Seda "Patricia" Aznavour (born Seda Aznavourian on May 21, 1947) is a French singer and artist.

The daughter of singer Charles Aznavour, she studied at the Armenian Virgins College of Paris, at the Jan-Luciere and Matie Alter musical schools.

She started her musical career in the 1960s, as a radio and TV singer, then released the album Rien que nous with David Alexandre Winter. She recorded the soundtrack of the 1970 movie Safo (written by Georges Garvarentz), played in several French films.

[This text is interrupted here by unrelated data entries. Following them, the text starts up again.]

use crate::api::{error_response, success_response};
use crate::logging::TraceId;
use crate::state::AppState;
use axum::extract::{Extension, Path, State};
use axum::http::StatusCode;
use axum::response::IntoResponse;
use axum::Json;
use relaypost_common::types::{DeliveryReport, RecipientCandidate, RecipientRole};
use relaypost_notify::dispatcher::TestSendRequest;
use utoipa_axum::{router::OpenApiRouter, routes};

/// 列出某角色可用于测试发送的收件人候选。
#[utoipa::path(
    get,
    path = "/v1/notifications/recipients/{role}",
    tag = "Dispatch",
    security(("app_id_auth" = [])),
    params(("role" = String, Path, description = "收件角色（admin/retailer/customer）")),
    responses(
        (status = 200, description = "收件人候选列表", body = Vec<RecipientCandidate>),
        (status = 400, description = "未知角色", body = crate::api::ApiError)
    )
)]
async fn list_recipients(
    Extension(trace_id): Extension<TraceId>,
    State(state): State<AppState>,
    Path(role): Path<String>,
) -> impl IntoResponse {
    let role: RecipientRole = match role.parse() {
        Ok(r) => r,
        Err(e) => return error_response(StatusCode::BAD_REQUEST, &trace_id, "unknown_role", &e),
    };
    let candidates = state.dispatcher.directory().list(role).await;
    success_response(StatusCode::OK, &trace_id, candidates)
}

/// 发送一条测试消息：渲染模板并经该渠道的供应商投递给真实收件人。
/// 任何失败（渠道未配置 / 模板缺失 / 收件人无地址 / 供应商拒绝）都以
/// 结果数据返回，HTTP 层始终 200。
#[utoipa::path(
    post,
    path = "/v1/notifications/send-test",
    tag = "Dispatch",
    security(("app_id_auth" = [])),
    request_body = TestSendRequest,
    responses(
        (status = 200, description = "发送结果（失败也是数据）", body = DeliveryReport),
        (status = 403, description = "缺少或无效的 rp-app-id", body = crate::api::ApiError)
    )
)]
async fn send_test(
    Extension(trace_id): Extension<TraceId>,
    State(state): State<AppState>,
    Json(req): Json<TestSendRequest>,
) -> impl IntoResponse {
    // 在锁内取快照，网络调用发生在锁外。
    let (event, template) = {
        let catalog = state.catalog.read().unwrap_or_else(|p| p.into_inner());
        (
            catalog.event(&req.event_id).ok().cloned(),
            catalog.template_for_event(&req.event_id).ok().cloned(),
        )
    };

    let report = state
        .dispatcher
        .send_test(event.as_ref(), template.as_ref(), &req)
        .await;
    success_response(StatusCode::OK, &trace_id, report)
}

pub fn dispatch_routes() -> OpenApiRouter<AppState> {
    OpenApiRouter::new()
        .routes(routes!(list_recipients))
        .routes(routes!(send_test))
}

In the 1960s, Aznavour moved to the United States, where in 1980 she gave a concert tour with Lucy Saroyan. In 1988, she recorded the album Chants traditionnels arméniens, which included "Yes Qo Ghimetn Chim Gidi" (Ես քո ղիմեթն չիմ գիտի), a song by Sayat-Nova, in a duet with her father. In 2010, they recorded a new duet in Armenian.

==Selected discography==
- Suis le soleil, United Artists Records
- On ne valse plus à Vienne, FTC / Discodis
- Les Marins, FTC
- Juste un dernier verre, FTC / Sofrason - Saïga
- Pour moi toute seule, United Artists Records
- Rien que nous (with David Alexandre Winter), 1971, Barclay
- Peut-être... !, 1971, Barclay
- Les Champignons hallucinogènes, 1972
- Chants traditionnels arméniens, 1988, MusArm

==Filmography==
- La Part des lions (The Lion's Share, 1971)
- Paris au mois d'août (Paris in August, 1966)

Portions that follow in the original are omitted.